Par Don Benjamin Makolo
La Union pour la démocratie et le progrès social (UDPS/Tshisekedi) a officiellement annoncé, ce jeudi 30 avril 2026, l’organisation d’une série d’activités politiques à Kinshasa, en lien avec les sanctions américaines visant l’ancien Président Joseph Kabila.
Dans un communiqué signé par Augustin Kabuya, secrétaire général et président a.i. du parti présidentiel, la formation politique informe qu’une « causerie morale » se tiendra le vendredi 1er mai 2026 à 14 heures, à son siège national situé à Limete.
« La Présidence de l’UDPS/TSHISEKEDI a l’honneur d’informer la presse nationale et internationale, ainsi que l’ensemble de ses membres, qu’une causerie morale sera organisée […] Cette réunion sera dédiée à la mobilisation en vue de l’organisation de la marche de soutien aux sanctions de l’administration américaine du Président DONALD TRUMP à l’encontre de l’ancien Président […] JOSEPH KABILA », indique le communiqué.

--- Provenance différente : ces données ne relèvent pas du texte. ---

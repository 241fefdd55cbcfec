//! Message types and header flags

use core_types::RoutingId;
use serde::de::DeserializeOwned;
use serde::{Deserialize, Serialize};
use std::fmt;

use crate::handle::TransferableHandle;

pub(crate) const PRIORITY_MASK: u32 = 0x3;
pub(crate) const SYNC_BIT: u32 = 0x4;
pub(crate) const REPLY_BIT: u32 = 0x8;
pub(crate) const REPLY_ERROR_BIT: u32 = 0x10;

/// Namespace reserved for channel-internal messages
pub const IPC_NAMESPACE: u16 = 0xFFFF;

/// Message type: a 16-bit namespace and a 16-bit id within it
///
/// Each subsystem owns a namespace, so ids never collide across subsystems.
#[derive(Debug, Clone, Copy, PartialEq, Eq, Hash, Serialize, Deserialize)]
pub struct MessageType(u32);

impl MessageType {
    pub const fn new(namespace: u16, id: u16) -> Self {
        Self(((namespace as u32) << 16) | id as u32)
    }

    pub const fn from_raw(raw: u32) -> Self {
        Self(raw)
    }

    pub const fn as_raw(&self) -> u32 {
        self.0
    }

    pub const fn namespace(&self) -> u16 {
        (self.0 >> 16) as u16
    }

    pub const fn id(&self) -> u16 {
        (self.0 & 0xFFFF) as u16
    }
}

impl fmt::Display for MessageType {
    fn fmt(&self, f: &mut fmt::Formatter<'_>) -> fmt::Result {
        write!(f, "{:04x}:{:04x}", self.namespace(), self.id())
    }
}

/// Scheduling hint; delivery within a channel stays FIFO regardless
#[derive(Debug, Clone, Copy, PartialEq, Eq, Hash, Default, Serialize, Deserialize)]
pub enum Priority {
    Low,
    #[default]
    Normal,
    High,
}

impl Priority {
    fn bits(self) -> u32 {
        match self {
            Priority::Low => 1,
            Priority::Normal => 2,
            Priority::High => 3,
        }
    }

    fn from_bits(bits: u32) -> Self {
        match bits & PRIORITY_MASK {
            1 => Priority::Low,
            3 => Priority::High,
            _ => Priority::Normal,
        }
    }
}

/// One unit of IPC traffic
///
/// The payload is opaque to the channel; subsystems usually fill it with
/// [`Message::write_payload`]. Handles ride out of band and are closed when
/// the message is dropped without being sent.
#[derive(Debug)]
pub struct Message {
    routing_id: RoutingId,
    message_type: MessageType,
    flags: u32,
    request_id: u32,
    payload: Vec<u8>,
    handles: Vec<TransferableHandle>,
}

impl Message {
    pub fn new(routing_id: RoutingId, message_type: MessageType, priority: Priority) -> Self {
        Self {
            routing_id,
            message_type,
            flags: priority.bits(),
            request_id: 0,
            payload: Vec::new(),
            handles: Vec::new(),
        }
    }

    /// A normal-priority message addressed to the channel endpoint itself
    pub fn control(message_type: MessageType) -> Self {
        Self::new(RoutingId::CONTROL, message_type, Priority::Normal)
    }

    pub(crate) fn from_wire(
        routing_id: RoutingId,
        message_type: MessageType,
        flags: u32,
        request_id: u32,
        payload: Vec<u8>,
        handles: Vec<TransferableHandle>,
    ) -> Self {
        Self {
            routing_id,
            message_type,
            flags,
            request_id,
            payload,
            handles,
        }
    }

    /// Serializes `value` as the payload
    pub fn with_payload<T: Serialize>(mut self, value: &T) -> Result<Self, serde_json::Error> {
        self.write_payload(value)?;
        Ok(self)
    }

    pub fn write_payload<T: Serialize>(&mut self, value: &T) -> Result<(), serde_json::Error> {
        self.payload = serde_json::to_vec(value)?;
        Ok(())
    }

    pub fn read_payload<T: DeserializeOwned>(&self) -> Result<T, serde_json::Error> {
        serde_json::from_slice(&self.payload)
    }

    pub fn set_payload_bytes(&mut self, payload: Vec<u8>) {
        self.payload = payload;
    }

    pub fn payload(&self) -> &[u8] {
        &self.payload
    }

    pub fn with_handle(mut self, handle: TransferableHandle) -> Self {
        self.handles.push(handle);
        self
    }

    pub fn add_handle(&mut self, handle: TransferableHandle) {
        self.handles.push(handle);
    }

    pub fn handles(&self) -> &[TransferableHandle] {
        &self.handles
    }

    pub fn take_handles(&mut self) -> Vec<TransferableHandle> {
        std::mem::take(&mut self.handles)
    }

    pub fn routing_id(&self) -> RoutingId {
        self.routing_id
    }

    pub fn message_type(&self) -> MessageType {
        self.message_type
    }

    pub fn priority(&self) -> Priority {
        Priority::from_bits(self.flags)
    }

    pub fn flags(&self) -> u32 {
        self.flags
    }

    pub fn request_id(&self) -> u32 {
        self.request_id
    }

    pub fn is_control(&self) -> bool {
        self.routing_id.is_control()
    }

    pub fn is_sync(&self) -> bool {
        self.flags & SYNC_BIT != 0
    }

    pub fn is_reply(&self) -> bool {
        self.flags & REPLY_BIT != 0
    }

    pub fn is_reply_error(&self) -> bool {
        self.flags & REPLY_ERROR_BIT != 0
    }

    pub(crate) fn mark_sync(&mut self, request_id: u32) {
        self.flags |= SYNC_BIT;
        self.request_id = request_id;
    }

    /// Everything needed to answer this message later, possibly from another thread
    pub fn reply_token(&self) -> ReplyToken {
        ReplyToken {
            routing_id: self.routing_id,
            message_type: self.message_type,
            request_id: self.request_id,
        }
    }

    /// Empty reply to this message
    pub fn reply(&self) -> Message {
        self.reply_token().reply()
    }

    /// Reply telling the sender its request could not be handled
    pub fn reply_error(&self) -> Message {
        self.reply_token().reply_error()
    }
}

/// Correlates a deferred reply with its request
#[derive(Debug, Clone, Copy, PartialEq, Eq)]
pub struct ReplyToken {
    routing_id: RoutingId,
    message_type: MessageType,
    request_id: u32,
}

impl ReplyToken {
    pub fn request_id(&self) -> u32 {
        self.request_id
    }

    pub fn reply(&self) -> Message {
        let mut reply = Message::new(self.routing_id, self.message_type, Priority::Normal);
        reply.flags |= REPLY_BIT;
        reply.request_id = self.request_id;
        reply
    }

    pub fn reply_error(&self) -> Message {
        let mut reply = self.reply();
        reply.flags |= REPLY_ERROR_BIT;
        reply
    }
}

#[cfg(test)]
mod tests {
    use super::*;

    #[derive(Debug, Serialize, Deserialize, PartialEq)]
    struct TestPayload {
        value: i32,
    }

    const TEST_TYPE: MessageType = MessageType::new(7, 42);

    #[test]
    fn test_message_type_parts() {
        assert_eq!(TEST_TYPE.namespace(), 7);
        assert_eq!(TEST_TYPE.id(), 42);
        assert_eq!(MessageType::from_raw(TEST_TYPE.as_raw()), TEST_TYPE);
        assert_eq!(TEST_TYPE.to_string(), "0007:002a");
    }

    #[test]
    fn test_priority_survives_flags() {
        for priority in [Priority::Low, Priority::Normal, Priority::High] {
            let message = Message::new(RoutingId::new(3), TEST_TYPE, priority);
            assert_eq!(message.priority(), priority);
            assert!(!message.is_sync());
            assert!(!message.is_reply());
        }
    }

    #[test]
    fn test_payload_serialization() {
        let message = Message::control(TEST_TYPE)
            .with_payload(&TestPayload { value: 42 })
            .unwrap();

        assert!(message.is_control());
        let payload: TestPayload = message.read_payload().unwrap();
        assert_eq!(payload, TestPayload { value: 42 });
    }

    #[test]
    fn test_bad_payload_is_error() {
        let mut message = Message::control(TEST_TYPE);
        message.set_payload_bytes(b"not json".to_vec());
        assert!(message.read_payload::<TestPayload>().is_err());
    }

    #[test]
    fn test_reply_correlates_with_request() {
        let mut request = Message::new(RoutingId::new(9), TEST_TYPE, Priority::High);
        request.mark_sync(77);
        assert!(request.is_sync());

        let reply = request.reply();
        assert!(reply.is_reply());
        assert!(!reply.is_reply_error());
        assert!(!reply.is_sync());
        assert_eq!(reply.request_id(), 77);
        assert_eq!(reply.routing_id(), RoutingId::new(9));
        assert_eq!(reply.message_type(), TEST_TYPE);

        let error = request.reply_error();
        assert!(error.is_reply());
        assert!(error.is_reply_error());
        assert_eq!(error.request_id(), 77);
    }

    #[test]
    fn test_reply_token_is_send() {
        let mut request = Message::control(TEST_TYPE);
        request.mark_sync(5);
        let token = request.reply_token();

        let reply = std::thread::spawn(move || token.reply()).join().unwrap();
        assert_eq!(reply.request_id(), 5);
    }
}
//! Tracing control for one child
//!
//! A tracing request made before the filter is attached is held back until
//! it is. Data fragments sent by the child are collected, and the finished
//! [`TraceCollection`] goes to a mailbox once the child acknowledges the end.

use crate::messages::{BeginTracing, EndTracing, EndTracingAck, TraceDataCollected};
use ipc::{MailboxSender, Message, MessageFilter, ProxySender, TypedMessage};
use parking_lot::Mutex;
use std::sync::Arc;

/// Trace output gathered from one child
#[derive(Debug, Clone, PartialEq, Eq)]
pub struct TraceCollection {
    pub fragments: Vec<String>,
    /// `false` when the channel went away before `EndTracingAck`
    pub complete: bool,
}

#[derive(Default)]
struct TraceState {
    sender: Option<ProxySender>,
    pending_begin: Option<String>,
    tracing: bool,
    awaiting_ack: bool,
    fragments: Vec<String>,
}

/// Starts and stops tracing in a child and collects what it sends back.
///
/// Each finished trace is posted to the results mailbox.
pub struct TraceMessageFilter {
    state: Mutex<TraceState>,
    results: MailboxSender<TraceCollection>,
}

impl TraceMessageFilter {
    pub fn new(results: MailboxSender<TraceCollection>) -> Arc<Self> {
        Arc::new(Self {
            state: Mutex::new(TraceState::default()),
            results,
        })
    }

    /// Begins tracing; held back until the filter is attached.
    /// Returns `false` if a trace is already running.
    pub fn begin_tracing(&self, categories: &str) -> bool {
        let mut state = self.state.lock();
        if state.tracing {
            return false;
        }
        state.tracing = true;
        match &state.sender {
            Some(sender) => send(sender, &BeginTracing {
                categories: categories.to_string(),
            }),
            None => state.pending_begin = Some(categories.to_string()),
        }
        true
    }

    /// Asks the child to flush; the trace completes on `EndTracingAck`
    pub fn end_tracing(&self) -> bool {
        let mut state = self.state.lock();
        if !state.tracing || state.awaiting_ack {
            return false;
        }
        let Some(sender) = state.sender.clone() else {
            return false;
        };
        state.awaiting_ack = true;
        send(&sender, &EndTracing {});
        true
    }

    pub fn is_tracing(&self) -> bool {
        self.state.lock().tracing
    }

    fn finish(&self, state: &mut TraceState, complete: bool) {
        state.tracing = false;
        state.awaiting_ack = false;
        state.pending_begin = None;
        let fragments = std::mem::take(&mut state.fragments);
        log::debug!(
            "trace finished with {} fragments (complete: {})",
            fragments.len(),
            complete
        );
        self.results.post(TraceCollection {
            fragments,
            complete,
        });
    }
}

fn send<T: TypedMessage>(sender: &ProxySender, message: &T) {
    match message.to_control() {
        Ok(message) => {
            sender.send(message);
        }
        Err(e) => log::error!("failed to encode {}: {}", T::TYPE, e),
    }
}

impl MessageFilter for TraceMessageFilter {
    fn on_filter_added(&self, sender: ProxySender) {
        let mut state = self.state.lock();
        if let Some(categories) = state.pending_begin.take() {
            send(&sender, &BeginTracing { categories });
        }
        state.sender = Some(sender);
    }

    fn on_filter_removed(&self) {
        self.state.lock().sender = None;
    }

    fn on_channel_error(&self) {
        let mut state = self.state.lock();
        if state.tracing {
            self.finish(&mut state, false);
        }
    }

    fn on_channel_closing(&self) {
        self.on_channel_error();
    }

    fn on_message_received(&self, message: &Message) -> bool {
        if TraceDataCollected::matches(message) {
            match TraceDataCollected::read(message) {
                Ok(fragment) => self.state.lock().fragments.push(fragment.data),
                Err(e) => log::warn!("discarding malformed trace fragment: {}", e),
            }
            return true;
        }
        if EndTracingAck::matches(message) {
            let mut state = self.state.lock();
            if state.tracing {
                self.finish(&mut state, true);
            }
            return true;
        }
        false
    }
}

#[cfg(test)]
mod tests {
    use super::*;
    use ipc::mailbox;

    fn fragment(data: &str) -> Message {
        TraceDataCollected {
            data: data.to_string(),
        }
        .to_control()
        .unwrap()
    }

    #[test]
    fn test_collects_until_ack() {
        let (results, collected) = mailbox();
        let filter = TraceMessageFilter::new(results);
        assert!(filter.begin_tracing("ipc,io"));
        assert!(!filter.begin_tracing("again"));

        assert!(filter.on_message_received(&fragment("a")));
        assert!(filter.on_message_received(&fragment("b")));
        assert!(collected.try_recv().is_none());

        assert!(filter.on_message_received(&EndTracingAck {}.to_control().unwrap()));
        assert_eq!(
            collected.try_recv(),
            Some(TraceCollection {
                fragments: vec!["a".to_string(), "b".to_string()],
                complete: true,
            })
        );
        assert!(!filter.is_tracing());
    }

    #[test]
    fn test_channel_error_finishes_incomplete() {
        let (results, collected) = mailbox();
        let filter = TraceMessageFilter::new(results);
        filter.begin_tracing("*");
        filter.on_message_received(&fragment("partial"));

        filter.on_channel_error();
        let collection = collected.try_recv().unwrap();
        assert!(!collection.complete);
        assert_eq!(collection.fragments, vec!["partial".to_string()]);

        // Closing after the error reports nothing more.
        filter.on_channel_closing();
        assert!(collected.try_recv().is_none());
    }

    #[test]
    fn test_other_messages_pass_through() {
        let (results, _collected) = mailbox();
        let filter = TraceMessageFilter::new(results);
        let other = crate::messages::ShutdownRequest {}.to_control().unwrap();
        assert!(!filter.on_message_received(&other));
    }

    #[test]
    fn test_end_requires_attachment() {
        let (results, _collected) = mailbox();
        let filter = TraceMessageFilter::new(results);
        assert!(!filter.end_tracing());
        filter.begin_tracing("*");
        assert!(!filter.end_tracing());
    }
}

Selon la même source, cette rencontre vise à mobiliser les militants et sympathisants du parti autour d’une marche prévue le samedi 2 mai 2026. Cette manifestation aura pour objectif d’exprimer un soutien aux sanctions prises par l’administration de Donald Trump contre Joseph Kabila, accusé par l’UDPS d’être à l’origine de la guerre et de l’insécurité persistantes dans l’Est de la République démocratique du Congo.
Le parti appelle également ses alliés politiques, les organisations de la société civile, les confessions religieuses ainsi que les étudiants à se joindre à cette initiative.
« L’UDPS/TSHISEKEDI invite ses alliés […] à participer à cette marche […] afin de procéder au dépôt du mémo de remerciements auprès de l’administration américaine », précise le document.
D’après le programme établi, les participants se rassembleront dès 9h30 sur le Boulevard Triomphal, point de départ du cortège, avant de se diriger vers l’ambassade des États-Unis à Kinshasa, où un mémorandum de remerciements sera déposé à 11 heures.
Cette mobilisation s’inscrit dans un contexte politique marqué par de fortes tensions autour de la situation sécuritaire dans l’Est du pays, où les violences armées continuent d’alimenter le débat national et international.